━━ Excerpted records

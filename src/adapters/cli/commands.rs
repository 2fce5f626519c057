//! CLI Command Handlers
//!
//! Implementation of all CLI commands for alpha-watch.

use anyhow::{Context, Result};
use clap::{Parser, Subcommand};
use std::path::{Path, PathBuf};
use std::time::Duration;

use crate::adapters::alpha::AlphaClient;
use crate::adapters::http::HttpFetcher;
use crate::application::{PipelineConfig, SnapshotPipeline, SnapshotWatcher};
use crate::config::{load_config, load_config_or_default, Config};
use crate::domain::row::EnrichedRow;
use crate::domain::snapshot::Snapshot;

/// Config file used when `--config` is not given
pub const DEFAULT_CONFIG_PATH: &str = "config/alpha-watch.toml";

/// alpha-watch - Alpha Market Volatility Snapshots
#[derive(Parser, Debug)]
#[command(
    name = "alpha-watch",
    version = env!("CARGO_PKG_VERSION"),
    about = "Volatility snapshots of the alpha token market",
    long_about = "alpha-watch pulls the alpha token list and exchange listing, measures \
                  the intraday range of every trading USDT pair and writes a ranked JSON \
                  snapshot for the dashboard."
)]
pub struct CliApp {
    /// The command to execute
    #[command(subcommand)]
    pub command: Command,

    /// Enable verbose logging
    #[arg(short, long, global = true)]
    pub verbose: bool,

    /// Enable debug logging
    #[arg(long, global = true)]
    pub debug: bool,
}

/// Available commands
#[derive(Subcommand, Debug)]
pub enum Command {
    /// Build one snapshot and exit
    Run(RunCmd),

    /// Rebuild the snapshot on an interval until Ctrl+C
    Watch(WatchCmd),

    /// Print the top rows of the current snapshot
    Show(ShowCmd),
}

impl Command {
    fn target(&self) -> &TargetArgs {
        match self {
            Command::Run(cmd) => &cmd.target,
            Command::Watch(cmd) => &cmd.target,
            Command::Show(cmd) => &cmd.target,
        }
    }
}

/// Config and output location shared by every command
#[derive(clap::Args, Debug, Clone)]
pub struct TargetArgs {
    /// Path to configuration file [default: config/alpha-watch.toml]
    #[arg(short, long, value_name = "FILE")]
    pub config: Option<PathBuf>,

    /// Override snapshot output directory
    #[arg(short, long, value_name = "DIR")]
    pub output_dir: Option<PathBuf>,
}

impl TargetArgs {
    /// Load the config. Only the default path may be absent.
    pub fn load(&self) -> Result<Config> {
        let mut config = match &self.config {
            Some(path) => load_config(path)
                .with_context(|| format!("Failed to load configuration from {}", path.display()))?,
            None => load_config_or_default(DEFAULT_CONFIG_PATH)
                .context("Failed to load configuration")?,
        };

        if let Some(dir) = &self.output_dir {
            config.output.dir = dir.display().to_string();
        }
        Ok(config)
    }

    /// Snapshot path; `--output-dir` wins over the environment and the file
    pub fn snapshot_path(&self, config: &Config) -> PathBuf {
        match &self.output_dir {
            Some(dir) => dir.join(&config.output.file_name),
            None => config.output.snapshot_path(),
        }
    }
}

/// Build one snapshot
#[derive(Parser, Debug)]
pub struct RunCmd {
    #[command(flatten)]
    pub target: TargetArgs,
}

/// Rebuild the snapshot on an interval
#[derive(Parser, Debug)]
pub struct WatchCmd {
    #[command(flatten)]
    pub target: TargetArgs,

    /// Seconds between runs
    #[arg(long, value_name = "SECS", default_value = "900")]
    pub interval_secs: u64,
}

/// Print the current snapshot
#[derive(Parser, Debug)]
pub struct ShowCmd {
    #[command(flatten)]
    pub target: TargetArgs,

    /// Number of rows to print (defaults to the snapshot's top list)
    #[arg(short, long, value_name = "N")]
    pub top: Option<usize>,
}

/// Execute the CLI command
pub async fn execute(app: CliApp) -> Result<()> {
    let config = app.command.target().load()?;
    init_logging(app.verbose, app.debug, &config.logging.level)?;

    match app.command {
        Command::Run(cmd) => run_command(cmd, config).await,
        Command::Watch(cmd) => watch_command(cmd, config).await,
        Command::Show(cmd) => show_command(cmd, config),
    }
}

/// Initialize logging system
fn init_logging(verbose: bool, debug: bool, configured: &str) -> Result<()> {
    use tracing_subscriber::{fmt, EnvFilter};

    let level = if debug {
        "debug"
    } else if verbose {
        "info"
    } else {
        configured
    };
    let filter = EnvFilter::try_from_default_env().unwrap_or_else(|_| EnvFilter::new(level));

    fmt()
        .with_env_filter(filter)
        .with_target(false)
        .try_init()
        .map_err(|e| anyhow::anyhow!("Failed to initialize logging: {}", e))?;

    Ok(())
}

fn build_pipeline(config: &Config) -> Result<SnapshotPipeline<AlphaClient>> {
    let fetcher = HttpFetcher::with_config(config.api.http_config())
        .context("Failed to create HTTP client")?;
    let client = AlphaClient::new(config.api.endpoints(), fetcher);
    Ok(SnapshotPipeline::new(client, PipelineConfig::from(config)))
}

/// Handle run command
async fn run_command(cmd: RunCmd, config: Config) -> Result<()> {
    let path = cmd.target.snapshot_path(&config);
    tracing::info!("Building snapshot -> {}", path.display());

    let pipeline = build_pipeline(&config)?;
    let report = pipeline.run(&path).await.context("Snapshot run failed")?;

    println!("Updated {} ({})", path.display(), report.summary);
    Ok(())
}

/// Handle watch command
async fn watch_command(cmd: WatchCmd, config: Config) -> Result<()> {
    if cmd.interval_secs == 0 {
        anyhow::bail!("--interval-secs must be > 0");
    }

    let path = cmd.target.snapshot_path(&config);
    let watcher = SnapshotWatcher::new(build_pipeline(&config)?, path)
        .with_interval(Duration::from_secs(cmd.interval_secs));

    // Setup Ctrl+C handler
    let handle = watcher.clone();
    tokio::spawn(async move {
        tokio::signal::ctrl_c().await.ok();
        tracing::info!("Shutdown signal received");
        handle.stop().await;
    });

    watcher.run().await;

    let status = watcher.status().await;
    println!("Stopped after {} runs ({} failed)", status.runs, status.failures);
    Ok(())
}

/// Handle show command
fn show_command(cmd: ShowCmd, config: Config) -> Result<()> {
    let path = cmd.target.snapshot_path(&config);
    let snapshot = load_snapshot(&path)?;

    let rows: &[EnrichedRow] = match cmd.top {
        Some(n) => &snapshot.rows[..n.min(snapshot.rows.len())],
        None => snapshot.top(),
    };

    println!(
        "{} - {} rows, updated {}",
        path.display(),
        snapshot.rows.len(),
        snapshot.updated_at.to_rfc3339()
    );
    print!("{}", render_table(rows));
    Ok(())
}

fn load_snapshot(path: &Path) -> Result<Snapshot> {
    Snapshot::load(path).map_err(|e| anyhow::anyhow!("load failed: {}", e))
}

/// Render rows as a fixed-width text table
pub fn render_table(rows: &[EnrichedRow]) -> String {
    let mut out = format!(
        "{:>3}  {:<16} {:<10} {:>10} {:>9} {:<9} {:>16} {:>6}\n",
        "#", "PAIR", "SYMBOL", "VOL %", "CHG %", "STABILITY", "QUOTE VOL", "DAYS"
    );
    for (i, row) in rows.iter().enumerate() {
        let days = row
            .listed_days
            .map(|d| d.to_string())
            .unwrap_or_else(|| "-".to_string());
        let marker = if row.recent_on_target_chain { "*" } else { "" };
        out.push_str(&format!(
            "{:>3}  {:<16} {:<10} {:>10.2} {:>9.2} {:<9} {:>16.0} {:>6}{}\n",
            i + 1,
            row.pair,
            row.short_symbol,
            row.volatility * 100.0,
            row.price_change_percent,
            row.stability.as_str(),
            row.quote_volume,
            days,
            marker
        ));
    }
    out
}

#[cfg(test)]
mod tests {
    use super::*;
    use crate::domain::metrics::StabilityLabel;
    use tempfile::TempDir;

    fn row(pair: &str, volatility: f64) -> EnrichedRow {
        EnrichedRow {
            pair: pair.to_string(),
            display_name: pair.to_string(),
            short_symbol: pair.trim_end_matches("USDT").to_string(),
            chain_id: "56".to_string(),
            contract_address: String::new(),
            price_change_percent: -1.5,
            quote_volume: 60_000_000.0,
            open_price: 1.0,
            high_price: 1.0 + volatility,
            low_price: 1.0,
            volatility,
            stability: StabilityLabel::classify(volatility),
            listed_days: Some(10),
            recent_on_target_chain: true,
        }
    }

    #[test]
    fn test_parse_run_defaults() {
        let app = CliApp::try_parse_from(["alpha-watch", "run"]).unwrap();
        assert!(!app.verbose);
        match app.command {
            Command::Run(cmd) => {
                assert!(cmd.target.config.is_none());
                assert!(cmd.target.output_dir.is_none());
            }
            other => panic!("unexpected command {:?}", other),
        }
    }

    #[test]
    fn test_parse_watch_interval() {
        let app = CliApp::try_parse_from([
            "alpha-watch",
            "--debug",
            "watch",
            "--interval-secs",
            "60",
            "--output-dir",
            "/tmp/out",
        ])
        .unwrap();
        assert!(app.debug);
        match app.command {
            Command::Watch(cmd) => {
                assert_eq!(cmd.interval_secs, 60);
                assert_eq!(cmd.target.output_dir, Some(PathBuf::from("/tmp/out")));
            }
            other => panic!("unexpected command {:?}", other),
        }
    }

    #[test]
    fn test_watch_default_interval() {
        let app = CliApp::try_parse_from(["alpha-watch", "watch"]).unwrap();
        assert!(matches!(app.command, Command::Watch(WatchCmd { interval_secs: 900, .. })));
    }

    #[test]
    fn test_parse_show_top() {
        let app = CliApp::try_parse_from(["alpha-watch", "show", "--top", "3"]).unwrap();
        assert!(matches!(app.command, Command::Show(ShowCmd { top: Some(3), .. })));
    }

    #[test]
    fn test_explicit_missing_config_is_error() {
        let target = TargetArgs {
            config: Some(PathBuf::from("/definitely/not/here.toml")),
            output_dir: None,
        };
        assert!(target.load().is_err());
    }

    #[test]
    fn test_output_dir_flag_wins() {
        let target = TargetArgs {
            config: None,
            output_dir: Some(PathBuf::from("/srv/site")),
        };
        let config = Config::default();
        assert_eq!(target.snapshot_path(&config), PathBuf::from("/srv/site/data.json"));
    }

    #[test]
    fn test_load_snapshot_missing_reports_load_failed() {
        let dir = TempDir::new().unwrap();
        let err = load_snapshot(&dir.path().join("data.json")).unwrap_err();
        assert!(err.to_string().starts_with("load failed"));
    }

    #[test]
    fn test_load_snapshot_corrupt_reports_load_failed() {
        let dir = TempDir::new().unwrap();
        let path = dir.path().join("data.json");
        std::fs::write(&path, "{ not json").unwrap();
        let err = load_snapshot(&path).unwrap_err();
        assert!(err.to_string().starts_with("load failed"));
    }

    #[test]
    fn test_render_table() {
        let table = render_table(&[row("FOOUSDT", 0.2), row("BARUSDT", 0.01)]);
        let lines: Vec<&str> = table.lines().collect();
        assert_eq!(lines.len(), 3);
        assert!(lines[0].contains("PAIR"));
        assert!(lines[1].contains("FOOUSDT"));
        assert!(lines[1].contains("20.00"));
        assert!(lines[1].contains("poor"));
        assert!(lines[1].ends_with('*'));
        assert!(lines[2].contains("stable"));
    }
}
//! Snapshot Watcher
//!
//! Re-runs the pipeline on a fixed interval. A failed run is logged and the
//! previous snapshot on disk is left in place until the next successful one.

use std::path::PathBuf;
use std::sync::Arc;
use std::time::Duration;

use tokio::sync::{Notify, RwLock};

use super::pipeline::{RunSummary, SnapshotPipeline};
use crate::ports::market_data::MarketDataPort;

/// Default refresh interval (15 minutes)
pub const DEFAULT_WATCH_INTERVAL: Duration = Duration::from_secs(900);

/// Status snapshot of the watcher
#[derive(Debug, Clone, Default)]
pub struct WatcherStatus {
    pub is_running: bool,
    pub runs: u64,
    pub failures: u64,
    pub last_summary: Option<RunSummary>,
}

pub struct SnapshotWatcher<M: MarketDataPort> {
    pipeline: Arc<SnapshotPipeline<M>>,
    path: PathBuf,
    interval: Duration,
    is_running: Arc<RwLock<bool>>,
    status: Arc<RwLock<WatcherStatus>>,
    shutdown: Arc<Notify>,
}

impl<M: MarketDataPort> SnapshotWatcher<M> {
    pub fn new(pipeline: SnapshotPipeline<M>, path: PathBuf) -> Self {
        Self {
            pipeline: Arc::new(pipeline),
            path,
            interval: DEFAULT_WATCH_INTERVAL,
            is_running: Arc::new(RwLock::new(false)),
            status: Arc::new(RwLock::new(WatcherStatus::default())),
            shutdown: Arc::new(Notify::new()),
        }
    }

    /// Set custom refresh interval
    pub fn with_interval(mut self, interval: Duration) -> Self {
        self.interval = interval;
        self
    }

    pub fn interval(&self) -> Duration {
        self.interval
    }

    /// Run until `stop` is called. The first run starts immediately.
    pub async fn run(&self) {
        *self.is_running.write().await = true;
        tracing::info!(
            "Watching {} - refresh interval: {:?}",
            self.path.display(),
            self.interval
        );

        while *self.is_running.read().await {
            self.tick().await;

            tokio::select! {
                _ = tokio::time::sleep(self.interval) => {}
                _ = self.shutdown.notified() => break,
            }
        }

        *self.is_running.write().await = false;
        tracing::info!("Watcher stopped");
    }

    /// One pipeline run. Errors are recorded, never propagated.
    pub async fn tick(&self) {
        let result = self.pipeline.run(&self.path).await;

        let mut status = self.status.write().await;
        status.runs += 1;
        match result {
            Ok(report) => status.last_summary = Some(report.summary),
            Err(e) => {
                status.failures += 1;
                tracing::error!("Snapshot run failed: {}", e);
            }
        }
    }

    pub async fn stop(&self) {
        *self.is_running.write().await = false;
        self.shutdown.notify_one();
        tracing::info!("Watcher stop requested");
    }

    pub async fn status(&self) -> WatcherStatus {
        let mut status = self.status.read().await.clone();
        status.is_running = *self.is_running.read().await;
        status
    }
}

impl<M: MarketDataPort> Clone for SnapshotWatcher<M> {
    fn clone(&self) -> Self {
        Self {
            pipeline: Arc::clone(&self.pipeline),
            path: self.path.clone(),
            interval: self.interval,
            is_running: Arc::clone(&self.is_running),
            status: Arc::clone(&self.status),
            shutdown: Arc::clone(&self.shutdown),
        }
    }
}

━━━━

### Task requirements
What is needed is the count of lines in the records that include the word "EnvFilter", with no other text.

### The answer
2